Homework 2 Solutions

2a) Describe the distribution of income of LA residents in 2000.

About half of the families make less than $43K, but a small percentage make substantially more.  As one might expect, the distribution is very skewed to the right, with a small handful of families over $200K.  Incomes range from near $0 to ove  $500,000.

Your description should (a) discuss the center (b) spread, (c)shape in context of the data.  The above paragraph does all three. The first phrase ("about half...make less than ...") discusses the median (and by saying "half of the families" instead of "half of the data" it's in context). The next sentence the shape, and the last the spread.

The "context test".  What do we mean by "discuss in context"?  The test I use is I ask myself, if all of the labels were stripped off the graph, and the student were given NO information about what the data were and where they came from, would their description still work?  If so, then their description must not have any context and this is a bad thing.

Another note about the histogram:  many of you commented that the histogram appears to show that there are incomes of less than 0 dollars.  Obviously this is not possible unless some data were mis-entered or there's a funny new definition of income being used.  But there's a more plausible explanation; the software creates bins.  In this case it's hard to tell precisely where the bins begin and end, but they're about 14K wide. (There are 6 full bins and two half-bins between 0 and 100K, so 7 bins have to cover the range.) The first bin is centered on 0, but therefore includes every reported income from -7K to +7K.   Even if there are no incomes in the negative dollars, there probably are some in the 0 to 7K range, and that's why this bin makes it look as if it is reported negative incomes, even though it is not.

2b) The easiest way to do this is to recognize that the entire histogram must add to 100%.  The median line at 43,200 is the 50% mark; there are about 4 more bins until you get to 100K, and these represent 11%+6%+5%+6% = 28%, so approximately 50%+28% = 78% of the incomes are below $100K.  

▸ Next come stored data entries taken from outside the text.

//! Glitch-free PWM signal generators on OMAP general-purpose timers 8 through 11.
//!
//! Each timer drives one output pin. A [`channel::Channel`] turns a logical target
//! (duty cycle, pulse width, or servo position) into timer register values and
//! can defer register updates to the timer's match interrupt, so a change never
//! lands in the middle of an output cycle. A [`channel_set::ChannelSet`] owns all
//! channels of a board and brings them up and down in order.
//!
//! # Glossary
//!
//! - **Period count:** number of usable match settings in one output cycle.
//!   Roughly the input clock divided by the output frequency.
//! - **Match count:** tick offset within the period at which the output toggles.
//!   Added to the reload value to get the match register.
//! - **Duty cycle:** target in percent of the period, `0..=100`.
//! - **Pulse width:** target in tenths of a microsecond.
//! - **Servo mode:** pulse-width mode at 50 Hz, limited to a [`channel::ServoRange`].
//! - **Match event:** the counter reaching the match register. Raises the match
//!   interrupt when enabled.
//!
//! # Features
//!
//! - `host`: build for the host and include the [`sim`] module (default).
//! - `defmt`: log through `defmt`. The firmware must provide a global logger.
//! - `arm`: single-core critical sections for Cortex-A/M targets.
#![cfg_attr(not(any(test, feature = "host")), no_std)]

#[macro_use]
mod fmt;

pub mod board;
pub mod channel;
pub mod channel_set;
pub mod config;
mod error;
pub mod register_math;
#[cfg(feature = "host")]
pub mod sim;
pub mod timer;

// Re-export error types and result (used throughout)
pub use crate::error::{Error, Result};
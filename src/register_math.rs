//! Conversions from output frequency and logical targets to timer register values.
//!
//! Everything here is pure integer arithmetic: no hardware access, no locking,
//! no allocation. The functions are safe to call from interrupt context.
//!
//! The timer counts up from a reload value to [`COUNTER_MAX`] and wraps, so one
//! output cycle is `COUNTER_MAX - reload + 1` ticks. A [`Period`] carries both
//! the reload value and the number of usable match settings within the cycle.
//! Match functions return a tick offset within the period; add it to the
//! reload value with [`Period::match_register`] to get the register value.

use crate::{Error, Result};

/// Value at which the timer counter wraps.
pub const COUNTER_MAX: u32 = 0xFFFF_FFFF;

/// Tenths of a microsecond in one second (pulse widths are given in 0.1 µs).
pub const TENTHS_OF_US_PER_SECOND: u32 = 10_000_000;

/// Output frequency used when none (or zero) is requested.
pub const DEFAULT_FREQUENCY_HZ: u32 = 1024;

/// Output frequency hobby servos expect (one frame every 20 ms).
pub const SERVO_FREQUENCY_HZ: u32 = 50;

/// Timing of one output cycle for a given input clock and output frequency.
#[derive(Clone, Copy, Debug, Eq, PartialEq)]
#[cfg_attr(feature = "defmt", derive(defmt::Format))]
pub struct Period {
    /// Output frequency actually produced, after clamping the request.
    pub frequency: u32,
    /// Auto-reload register value.
    pub reload: u32,
    /// Number of usable match settings in one cycle. Always at least 1.
    pub count: u32,
}

impl Period {
    /// Absolute match register value for a tick offset within this period.
    #[must_use]
    pub const fn match_register(self, ticks: u32) -> u32 {
        self.reload.saturating_add(ticks)
    }
}

/// Result of mapping a logical target onto a period.
#[derive(Clone, Copy, Debug, Eq, PartialEq)]
#[cfg_attr(feature = "defmt", derive(defmt::Format))]
pub enum MatchCount {
    /// The target means "turn the output off", not a zero-width pulse.
    Off,
    /// Match at this many ticks into the period, within `1..=period.count`.
    Ticks(u32),
}

/// Clamp a requested output frequency to what the input clock can produce.
///
/// Zero selects [`DEFAULT_FREQUENCY_HZ`]; anything above half the input clock is
/// lowered to half the input clock.
#[must_use]
pub fn effective_frequency(input_freq: u32, requested_freq: u32) -> u32 {
    let requested = if requested_freq == 0 {
        DEFAULT_FREQUENCY_HZ
    } else {
        requested_freq
    };
    requested.min((input_freq / 2).max(1))
}

/// Compute the reload value and period count for an output frequency.
///
/// `reload = COUNTER_MAX - (input_freq / frequency - 1)` and
/// `count = COUNTER_MAX - 1 - reload`, raised to 1 if the frequency leaves no
/// room for a match setting.
///
/// # Errors
///
/// Returns [`Error::InvalidArgument`] if `input_freq` is below 2 Hz, which
/// cannot produce any output cycle.
pub fn period_from_frequency(input_freq: u32, requested_freq: u32) -> Result<Period> {
    if input_freq < 2 {
        return Err(Error::InvalidArgument);
    }
    let frequency = effective_frequency(input_freq, requested_freq);
    // frequency <= input_freq / 2, so there are at least 2 ticks per cycle.
    let ticks_per_cycle = input_freq.checked_div(frequency).unwrap_or(2);
    let reload = COUNTER_MAX.saturating_sub(ticks_per_cycle.saturating_sub(1));
    let count = (COUNTER_MAX - 1).saturating_sub(reload).max(1);
    Ok(Period {
        frequency,
        reload,
        count,
    })
}

/// Map a duty cycle in percent onto a period.
///
/// `0` means off. Otherwise `period_count * duty_percent / 100`, clamped to
/// `1..=period_count`.
///
/// # Errors
///
/// Returns [`Error::InvalidArgument`] if `duty_percent` is above 100.
pub fn match_from_duty(period_count: u32, duty_percent: u32) -> Result<MatchCount> {
    if duty_percent > 100 {
        return Err(Error::InvalidArgument);
    }
    if duty_percent == 0 {
        return Ok(MatchCount::Off);
    }
    let ticks = u64::from(period_count).saturating_mul(u64::from(duty_percent)) / 100;
    Ok(MatchCount::Ticks(clamp_ticks(ticks, period_count)))
}

/// Map a pulse width in tenths of a microsecond onto a period.
///
/// `0` means off. The scaling factor is divided out before multiplying by the
/// period so the intermediate product stays small:
/// `factor = TENTHS_OF_US_PER_SECOND / (output_freq * 2)`,
/// `ticks = pulse * (period_count / 2) / factor`, clamped to `1..=period_count`.
/// The product is accumulated in 64 bits; for any `u32` inputs it cannot
/// overflow.
#[must_use]
pub fn match_from_pulse_width(
    period_count: u32,
    input_freq: u32,
    output_freq: u32,
    pulse_tenths_us: u32,
) -> MatchCount {
    if pulse_tenths_us == 0 {
        return MatchCount::Off;
    }
    let output_freq = u64::from(effective_frequency(input_freq, output_freq));
    let factor = u64::from(TENTHS_OF_US_PER_SECOND) / output_freq.saturating_mul(2);
    let Some(ticks) = u64::from(pulse_tenths_us)
        .saturating_mul(u64::from(period_count) / 2)
        .checked_div(factor)
    else {
        // Cycle shorter than 0.1 µs: any pulse fills it.
        return MatchCount::Ticks(period_count.max(1));
    };
    MatchCount::Ticks(clamp_ticks(ticks, period_count))
}

/// Map a servo pulse in tenths of a microsecond onto a period.
///
/// Uses the pulse-width mapping once the pulse is known to lie within the
/// servo's travel.
///
/// # Errors
///
/// Returns [`Error::InvalidArgument`] if the pulse is outside
/// `servo_min..=servo_max`.
pub fn match_from_servo(
    period_count: u32,
    input_freq: u32,
    output_freq: u32,
    servo_min: u32,
    servo_max: u32,
    pulse_tenths_us: u32,
) -> Result<MatchCount> {
    if !(servo_min..=servo_max).contains(&pulse_tenths_us) {
        return Err(Error::InvalidArgument);
    }
    Ok(match_from_pulse_width(
        period_count,
        input_freq,
        output_freq,
        pulse_tenths_us,
    ))
}

fn clamp_ticks(ticks: u64, period_count: u32) -> u32 {
    let upper = period_count.max(1);
    u32::try_from(ticks).map_or(upper, |ticks| ticks.clamp(1, upper))
}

Understand that the purpose of this problem is not to get exactly the true percentage.  This is impossible given the histogram.  But you can get a ballpark.  What *is* important is that your answer state that this is not the true answer (so use "approximately" or "about") or that, if you come up with a method for given an exact answer, you state the assumptions needed to make it true.

2c) The first bar is about 7%, the next is 18%, so the 10th percentile is somewhere in the second bin. We can't say where, exactly, so at best we can say its somewhere between $7000 and $28000.

2d) I can't sketch here, but your boxplot should have these features:

Median-line at 43K.  Bottom of box (Q1) at about 25K. Top of box (Q3) at about 100K.  The IQR is therefore 75K, and 1.5*75 = 112.5K.
Now 25K-112.5K puts us below 0 and therefore below the lowest possible observation, and so your lower whisker extends to 0.    The upper whisker extends to 100K + 112.5K = 212.5K or to the maximum-- whichever produces the shortest whisker.  In this case there are observations above 212.5K, so the whisker stops at 212.5K and you should indicate outside values with dots.  Of course I wouldn't expect you to know precisely how many dots are needed and where exactly they should go, but you should indicate that there are some out there, and at the very least should indicate the maximum value at about 550K.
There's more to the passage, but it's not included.